3.14.2017

3 SIGNS OF A TRUE FRIEND

Sometime in January, this cute Instagram couple started following me.  I immediately followed them back because they were adorable and loved to travel just like us.  For weeks, I liked all their photos and left comments.  They did the same.  Since they were young and in love and seemed to have so much in common with Ironman and me, I assumed that we were going to be friends and stay in touch through social media.  I really did like them.


Last week, however, I realized that I hadn't seen them like any of my posts in a while.  After checking my followers, I saw that they were no longer following me.  I know that this is silly, but it hurt my feelings!  I felt like it had all been fake; that they had followed me just so that I would follow them in return.  Normally this wouldn't bother me (since we aren't really friends anyway), but other things had been going on in the background.  As I have been growing my Instagram following, I have noticed many people following me and then unfollowing me.  At first I didn't realize what was happening and wondered why my numbers were going up and down daily.  Since I use social media to follow and connect with people I enjoy, it bothered me that so many seem to do it to simply gain their own following.


Throughout my life, I have definitely learned a lot about friendship.  True friends are such a blessing and not easily found.  And sadly social media, although seems to help people stay more connected, also seems to be creating more and more fake friendships.  I'm not saying that I want to fight the times and hate on social media.  No.  It's been great to be able to get in touch with childhood friends and connect with new friends who I've grown to love.  But, I don't want to join in on following and unfollowing people to my own advantage.  I want to be a real friend to those I like and want to get to know better.


At some point in the past, someone talked to me about friendships in comparison to a house.  It went something like, you invite people to your home.  Some are just acquittances and don't get past the front porch.  Some are friends and are invited into your living room.  But, your closest friends are the only ones found in the kitchen.  There may be only 2-3 during your entire lifetime.


As I've met and talked to people, I've realized how many people don't have true friendships and it's so sad!  I think part of the problem is time.  We are busy, true.  But, when we have time, we use it for other things.  Another problem that I see is social media.  It connects people, yes.  But, it is also killing relationships...pay attention next time you're out in public and look at how many people are on their cell phone while they are with someone else who they could be talking to instead.  Finally, though, I feel like people don't know what makes a true friend, so they don't know how to be one either.  I'm no expert, but here are the things that matter to me.


1.  Caring.  I'll always remember Jon Acuff saying "care about what the people you care about, care about".  To do this, you'll have to be a good listener.  Listen to what's going well in your friend's life.  Hear what's hard.  Know their likes and dislikes.  Pay attention when they aren't themselves.  Ask them questions.  Pray for your friends.  Be sensitive to your friends needs and wants so that they know you have taken the time to get to know them.

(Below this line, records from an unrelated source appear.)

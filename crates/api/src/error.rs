use axum::http::StatusCode;
use axum::response::{IntoResponse, Response};
use fairchance_core::error::CoreError;
use fairchance_core::gateway::StorageError;
use serde_json::json;

/// Application-level error type for HTTP handlers.
///
/// Wraps [`CoreError`] for domain errors and adds HTTP-specific variants.
/// Implements [`IntoResponse`] to produce consistent JSON error responses.
#[derive(Debug, thiserror::Error)]
pub enum AppError {
    /// A domain-level error from `fairchance_core`.
    #[error(transparent)]
    Core(#[from] CoreError),

    /// A bad request with a human-readable message.
    #[error("Bad request: {0}")]
    BadRequest(String),
}

/// Convenience type alias for handler return values.
pub type AppResult<T> = Result<T, AppError>;

impl From<StorageError> for AppError {
    fn from(err: StorageError) -> Self {
        AppError::Core(CoreError::Storage(err))
    }
}

impl IntoResponse for AppError {
    fn into_response(self) -> Response {
        let (status, code, message) = match &self {
            // --- CoreError variants ---
            AppError::Core(core) => match core {
                CoreError::Validation(msg) => {
                    (StatusCode::BAD_REQUEST, "VALIDATION_ERROR", msg.clone())
                }
                CoreError::Conflict(msg) => (StatusCode::CONFLICT, "CONFLICT", msg.clone()),
                CoreError::Storage(err) => classify_storage_error(err),
            },

            // --- HTTP-specific errors ---
            AppError::BadRequest(msg) => (StatusCode::BAD_REQUEST, "BAD_REQUEST", msg.clone()),
        };

        let body = json!({
            "error": message,
            "code": code,
        });

        (status, axum::Json(body)).into_response()
    }
}

/// Classify a storage error into an HTTP status, error code, and message.
///
/// - An unreachable backend maps to 503 so the client can retry the send.
/// - Undecodable stored data maps to 500.
///
/// Both log the underlying error and return a sanitized message.
fn classify_storage_error(err: &StorageError) -> (StatusCode, &'static str, String) {
    match err {
        StorageError::Backend(detail) => {
            tracing::error!(error = %detail, "Storage backend error");
            (
                StatusCode::SERVICE_UNAVAILABLE,
                "STORAGE_UNAVAILABLE",
                "Storage is temporarily unavailable; please retry".to_string(),
            )
        }
        StorageError::Corrupt(detail) => {
            tracing::error!(error = %detail, "Stored data is malformed");
            (
                StatusCode::INTERNAL_SERVER_ERROR,
                "INTERNAL_ERROR",
                "An internal error occurred".to_string(),
            )
        }
    }
}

2.  Dependable.  There is a big difference between "I'll do it" and "I'll try".  When someone says "I'll try", I hear it as "I'm not going to put effort, but if it happens then great".  People need someone to depend on.  If you say you'll do something, do it.  If you say you'll be somewhere, be there (on time). If someone is trying to get a hold of you, answer that phone call or respond to that text.  Be available to your friends so that they know you are there for them when they need you.


3.  Trustworthy.  Give good advice.  Keep secrets.  Have your friends back.  People already have enough things to worry about, so don't be one of them.  Stick by your friends side no matter what happens.  Be the type of friend that people feel safe with and sure about.

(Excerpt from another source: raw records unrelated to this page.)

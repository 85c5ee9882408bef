//! Repository for the `assessments` table.

use fairchance_core::assessment::{AssessmentStatus, Outcome};
use fairchance_core::types::SubjectId;
use sqlx::PgPool;

use crate::models::assessment::AssessmentRow;

/// Column list for `assessments` queries.
const COLUMNS: &str = "id, hr_id, candidate_id, current_step, status, \
     completed_at_step, created_at, updated_at";

/// Pointer and status operations for assessments.
pub struct AssessmentRepo;

impl AssessmentRepo {
    /// Find the assessment for a subject.
    pub async fn find(
        pool: &PgPool,
        subject: SubjectId,
    ) -> Result<Option<AssessmentRow>, sqlx::Error> {
        let query = format!(
            "SELECT {COLUMNS} FROM assessments \
             WHERE hr_id = $1 AND candidate_id = $2"
        );
        sqlx::query_as::<_, AssessmentRow>(&query)
            .bind(subject.hr_id)
            .bind(subject.candidate_id)
            .fetch_optional(pool)
            .await
    }

    /// Insert an assessment at step 1 unless one already exists.
    ///
    /// Returns `true` when a row was created.
    pub async fn initialize(pool: &PgPool, subject: SubjectId) -> Result<bool, sqlx::Error> {
        let result = sqlx::query(
            "INSERT INTO assessments (hr_id, candidate_id, current_step, status) \
             VALUES ($1, $2, 1, $3) \
             ON CONFLICT (hr_id, candidate_id) DO NOTHING",
        )
        .bind(subject.hr_id)
        .bind(subject.candidate_id)
        .bind(AssessmentStatus::InProgress.as_str())
        .execute(pool)
        .await?;
        Ok(result.rows_affected() > 0)
    }

    /// Move the step pointer forward, creating the assessment if needed.
    ///
    /// A concluded assessment, or a pointer already at or past `step`, is
    /// left unchanged and `None` is returned.
    pub async fn set_current_step(
        pool: &PgPool,
        subject: SubjectId,
        step: i16,
    ) -> Result<Option<AssessmentRow>, sqlx::Error> {
        let mut conn = pool.acquire().await?;
        Self::set_current_step_on(&mut conn, subject, step).await
    }

    /// [`set_current_step`](Self::set_current_step) on an open connection
    /// or transaction.
    pub async fn set_current_step_on(
        conn: &mut sqlx::PgConnection,
        subject: SubjectId,
        step: i16,
    ) -> Result<Option<AssessmentRow>, sqlx::Error> {
        let query = format!(
            "INSERT INTO assessments (hr_id, candidate_id, current_step, status) \
             VALUES ($1, $2, $3, $4) \
             ON CONFLICT (hr_id, candidate_id) DO UPDATE \
             SET current_step = EXCLUDED.current_step \
             WHERE assessments.status NOT IN ('hired', 'revoked') \
               AND assessments.current_step < EXCLUDED.current_step \
             RETURNING {COLUMNS}"
        );
        sqlx::query_as::<_, AssessmentRow>(&query)
            .bind(subject.hr_id)
            .bind(subject.candidate_id)
            .bind(step)
            .bind(AssessmentStatus::InProgress.as_str())
            .fetch_optional(conn)
            .await
    }

    /// Move a non-terminal assessment to `outcome`, creating it if needed.
    ///
    /// Returns `true` only when this call changed the status.
    pub async fn mark_terminal(
        pool: &PgPool,
        subject: SubjectId,
        outcome: Outcome,
        at_step: i16,
    ) -> Result<bool, sqlx::Error> {
        let mut tx = pool.begin().await?;

        sqlx::query(
            "INSERT INTO assessments (hr_id, candidate_id, current_step, status) \
             VALUES ($1, $2, $3, $4) \
             ON CONFLICT (hr_id, candidate_id) DO NOTHING",
        )
        .bind(subject.hr_id)
        .bind(subject.candidate_id)
        .bind(at_step)
        .bind(AssessmentStatus::InProgress.as_str())
        .execute(&mut *tx)
        .await?;

        let result = sqlx::query(
            "UPDATE assessments SET status = $3, completed_at_step = $4 \
             WHERE hr_id = $1 AND candidate_id = $2 \
               AND status NOT IN ('hired', 'revoked')",
        )
        .bind(subject.hr_id)
        .bind(subject.candidate_id)
        .bind(outcome.as_str())
        .bind(at_step)
        .execute(&mut *tx)
        .await?;

        tx.commit().await?;
        Ok(result.rows_affected() > 0)
    }
}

Although there is a lot more that goes into a friendship, these are the three things that tell me whether someone truly is my friend or not.  I ask myself "does this person care about me?", "can I depend on them" and "can I trust them?".  Some friends may meet 1 or 2 of these, but a true friend must meet all three consistently.  I haven't always been a true friend and I'm sorry for those times, but I think that it has helped me learn and grow into the friend that I am today.  And remember, you can't be all things to everyone...in your lifetime, you'll only have 2-3 friends in your kitchen and that's good!


Think about your friendships now.  Are there people that you need to distance yourself from?  Is there someone you should spend more time with?  Being a true friend to a few is so much better than a crappy friend to many, so choose your friends wisely.  Are you a true friend?